INJURY OF THE ULNAR COLLATERAL LIGAMENT OF THE THUMB
This injuries occurs more frequently in sports such as skiing, football (goalkeepers) and cycling. It may be associated to an avulsion fracture. In the presence of a bone fracture or a joint instability the correct approach is surgical to prevent chronic pain. Otherwise, a conservative should be undertaken with an early immobilization in a “custom-made” splint with an average 2-3 months of rehabilitation.
The innovation of the recent years is the introduction of an arthroscopic approach that with small incisions provide a better aesthetic final result and reducing the recovery time for sports and working activities.
FRACTURES OF CARPAL SCAPHOID
They represent the most frequent fracture of the carpal bones (about 85%), are often unrecognized at the first visit so the correct treatment is frequently delayed as well as the bone healing.
In addition to traditional clinical and radiographic examination really useful are CT and MRI done at early stages, the latter in particular to study the vascularization of the fractured bony portion, closest to the wrist. The type of bone fracture, the age and job of the patient are the main factors determining the final best therapeutic choice.
If indicated, bone fixation by screw reduces the healing time with faster functional recovery, compared to the cast immobilization which is about 8-12 weeks.
More recently for not dislocated fractures, a percutaneous fixation with a screw is possible
MALLET FINGER
It’s a frequent extensor tendon injury, typical of some sports (basketball, volleyball, rugby). The tendon injury occurs at the base of the distal phalanx with a typical appearance of the fingertip dropping causing cosmetic and functional problem.
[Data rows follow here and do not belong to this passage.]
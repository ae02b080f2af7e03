//! User store backing the authentication layer.

use anyhow::{anyhow, Context, Result};
use chrono::Utc;
use rusqlite::{params, Connection};
use std::path::Path;
use std::sync::Mutex;

/// Registered API users, keyed by username.
pub struct UserStore {
    db: Mutex<Connection>,
}

impl UserStore {
    pub fn open(path: &Path) -> Result<Self> {
        if let Some(parent) = path.parent() {
            std::fs::create_dir_all(parent)?;
        }
        let db = Connection::open(path)
            .with_context(|| format!("failed to open user store: {}", path.display()))?;
        Self::init(db)
    }

    pub fn open_in_memory() -> Result<Self> {
        Self::init(Connection::open_in_memory()?)
    }

    fn init(db: Connection) -> Result<Self> {
        db.execute_batch(
            "CREATE TABLE IF NOT EXISTS users (
                username      TEXT PRIMARY KEY,
                password_hash TEXT NOT NULL,
                created_at    TEXT NOT NULL
            );",
        )
        .context("failed to create users table")?;
        Ok(Self { db: Mutex::new(db) })
    }

    /// Insert a new user. Returns `false` when the username is taken.
    pub fn create(&self, username: &str, password_hash: &str) -> Result<bool> {
        let db = self.lock()?;
        let inserted = db.execute(
            "INSERT OR IGNORE INTO users (username, password_hash, created_at)
             VALUES (?1, ?2, ?3)",
            params![username, password_hash, Utc::now().to_rfc3339()],
        )?;
        Ok(inserted > 0)
    }

    /// Stored password hash for `username`, if registered.
    pub fn lookup(&self, username: &str) -> Result<Option<String>> {
        let db = self.lock()?;
        let mut stmt = db.prepare("SELECT password_hash FROM users WHERE username = ?1")?;
        match stmt.query_row(params![username], |row| row.get::<_, String>(0)) {
            Ok(hash) => Ok(Some(hash)),
            Err(rusqlite::Error::QueryReturnedNoRows) => Ok(None),
            Err(e) => Err(e.into()),
        }
    }

    fn lock(&self) -> Result<std::sync::MutexGuard<'_, Connection>> {
        self.db.lock().map_err(|_| anyhow!("user store lock poisoned"))
    }
}

#[cfg(test)]
mod tests {
    use super::*;

    #[test]
    fn test_create_and_lookup() {
        let store = UserStore::open_in_memory().unwrap();
        assert!(store.create("alice", "hash-a").unwrap());
        assert_eq!(store.lookup("alice").unwrap().as_deref(), Some("hash-a"));
    }

    #[test]
    fn test_duplicate_username_rejected() {
        let store = UserStore::open_in_memory().unwrap();
        assert!(store.create("alice", "hash-a").unwrap());
        assert!(!store.create("alice", "hash-b").unwrap());
        // original hash untouched
        assert_eq!(store.lookup("alice").unwrap().as_deref(), Some("hash-a"));
    }

    #[test]
    fn test_lookup_unknown_user() {
        let store = UserStore::open_in_memory().unwrap();
        assert!(store.lookup("nobody").unwrap().is_none());
    }
}
//! Snapshot store: the last successful extraction per (url, year).
//!
//! One row per key, overwritten in place on every refresh. The store
//! never deletes; retention is out of scope.

use crate::scrape::extract::PageExtract;
use anyhow::{anyhow, Context, Result};
use chrono::{DateTime, Utc};
use rusqlite::{params, Connection};
use std::path::Path;
use std::sync::Mutex;

/// Stored copy of the last successful extraction for one page address.
#[derive(Debug, Clone, PartialEq)]
pub struct Snapshot {
    pub url: String,
    pub year: i32,
    pub category: String,
    pub extract: PageExtract,
    pub updated_at: DateTime<Utc>,
}

/// SQLite-backed store keyed by (url, year).
///
/// `upsert` is a full overwrite, so concurrent writers to the same key
/// serialize behind the connection lock and the last completed write
/// wins. Writers to different keys never interfere.
pub struct SnapshotStore {
    db: Mutex<Connection>,
}

impl SnapshotStore {
    /// Open or create the store at the given path.
    pub fn open(path: &Path) -> Result<Self> {
        if let Some(parent) = path.parent() {
            std::fs::create_dir_all(parent)?;
        }
        let db = Connection::open(path)
            .with_context(|| format!("failed to open snapshot store: {}", path.display()))?;
        Self::init(db)
    }

    /// In-memory store for tests and one-shot CLI runs.
    pub fn open_in_memory() -> Result<Self> {
        Self::init(Connection::open_in_memory()?)
    }

    fn init(db: Connection) -> Result<Self> {
        db.execute_batch(
            "CREATE TABLE IF NOT EXISTS snapshots (
                url        TEXT NOT NULL,
                year       INTEGER NOT NULL,
                category   TEXT NOT NULL DEFAULT '',
                headings   TEXT NOT NULL,
                paragraphs TEXT NOT NULL,
                data_table TEXT NOT NULL,
                updated_at TEXT NOT NULL,
                PRIMARY KEY (url, year)
            );",
        )
        .context("failed to create snapshots table")?;
        Ok(Self { db: Mutex::new(db) })
    }

    /// Insert or overwrite the snapshot for `(url, year)`.
    ///
    /// Safe to call repeatedly with identical arguments: the stored
    /// category and extraction are unchanged, only `updated_at` moves.
    pub fn upsert(&self, url: &str, year: i32, category: &str, extract: &PageExtract) -> Result<()> {
        let headings = serde_json::to_string(&extract.headings)?;
        let paragraphs = serde_json::to_string(&extract.paragraphs)?;
        let table = serde_json::to_string(&extract.table)?;
        let updated_at = Utc::now().to_rfc3339();

        let db = self.lock()?;
        db.execute(
            "INSERT OR REPLACE INTO snapshots
                (url, year, category, headings, paragraphs, data_table, updated_at)
             VALUES (?1, ?2, ?3, ?4, ?5, ?6, ?7)",
            params![url, year, category, headings, paragraphs, table, updated_at],
        )
        .context("failed to upsert snapshot")?;
        Ok(())
    }

    /// Point lookup by key.
    pub fn get(&self, url: &str, year: i32) -> Result<Option<Snapshot>> {
        let db = self.lock()?;
        let mut stmt = db.prepare(
            "SELECT category, headings, paragraphs, data_table, updated_at
             FROM snapshots WHERE url = ?1 AND year = ?2",
        )?;
        let row = stmt.query_row(params![url, year], |row| {
            Ok((
                row.get::<_, String>(0)?,
                row.get::<_, String>(1)?,
                row.get::<_, String>(2)?,
                row.get::<_, String>(3)?,
                row.get::<_, String>(4)?,
            ))
        });

        match row {
            Ok((category, headings, paragraphs, table, updated_at)) => {
                let extract = PageExtract {
                    headings: serde_json::from_str(&headings)
                        .context("corrupt headings column")?,
                    paragraphs: serde_json::from_str(&paragraphs)
                        .context("corrupt paragraphs column")?,
                    table: serde_json::from_str(&table).context("corrupt data_table column")?,
                };
                let updated_at = DateTime::parse_from_rfc3339(&updated_at)
                    .context("corrupt updated_at column")?
                    .with_timezone(&Utc);
                Ok(Some(Snapshot {
                    url: url.to_string(),
                    year,
                    category,
                    extract,
                    updated_at,
                }))
            }
            Err(rusqlite::Error::QueryReturnedNoRows) => Ok(None),
            Err(e) => Err(e.into()),
        }
    }

    /// Number of stored snapshots.
    pub fn len(&self) -> Result<usize> {
        let db = self.lock()?;
        let count: i64 = db.query_row("SELECT COUNT(*) FROM snapshots", [], |row| row.get(0))?;
        Ok(count as usize)
    }

    pub fn is_empty(&self) -> Result<bool> {
        Ok(self.len()? == 0)
    }

    fn lock(&self) -> Result<std::sync::MutexGuard<'_, Connection>> {
        self.db
            .lock()
            .map_err(|_| anyhow!("snapshot store lock poisoned"))
    }
}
If the tendon lesion is not associated with an avulsion fracture the “gold standard” treatment is splinting the finger for 6-8 weeks with the PIP joint free. Otherwise surgical treatment is mandatory. I’m used to perform a mini-invasive surgery without skin incisions but only using small Kirschner wires inserted percutaneously which reduce and stabilize the bony fragments them in the anatomic position with a final healing. A comparative study I conducted in 2010 and published in a major international journal Chinese compared these minimally invasive techniques with the traditional open technique and did not demonstrate any statistically significant difference.
SCAPHO-LUNATE LIGAMENT INJURY
It’s the typical wrist ligament injury occurring in some sports (cycling, motorcycling, hockey). Its lesion leads to a sensation of deep “click” in the hand while twisting or grasping some tools and working equipment with final loss of grip and pinch strength.
The clinical diagnosis should be supported by conventional X-rays of the hand, dynamic X-rays, arthro-MRIs and eventual wrist arthroscopy if needed.
The “state –of-art” treatment of acute lesions is a direct suture, while for partial lesions an arthroscopic shrinkage followed by intensive hand therapy is indicated.
METACARPAL AND PHALANGEAL FRACTURES
They are very frequent after falling on the hand or for direct trauma.
The best therapeutic approach is different depending on the location of the fracture, the particular finger and the type of fracture involved.
Usually intra-articular fractures require a surgical therapy with minimally invasive techniques and sometimes with the aid of the arthroscope in small joints of the fingers. Surgery usually reduces either the immobilization or healing time.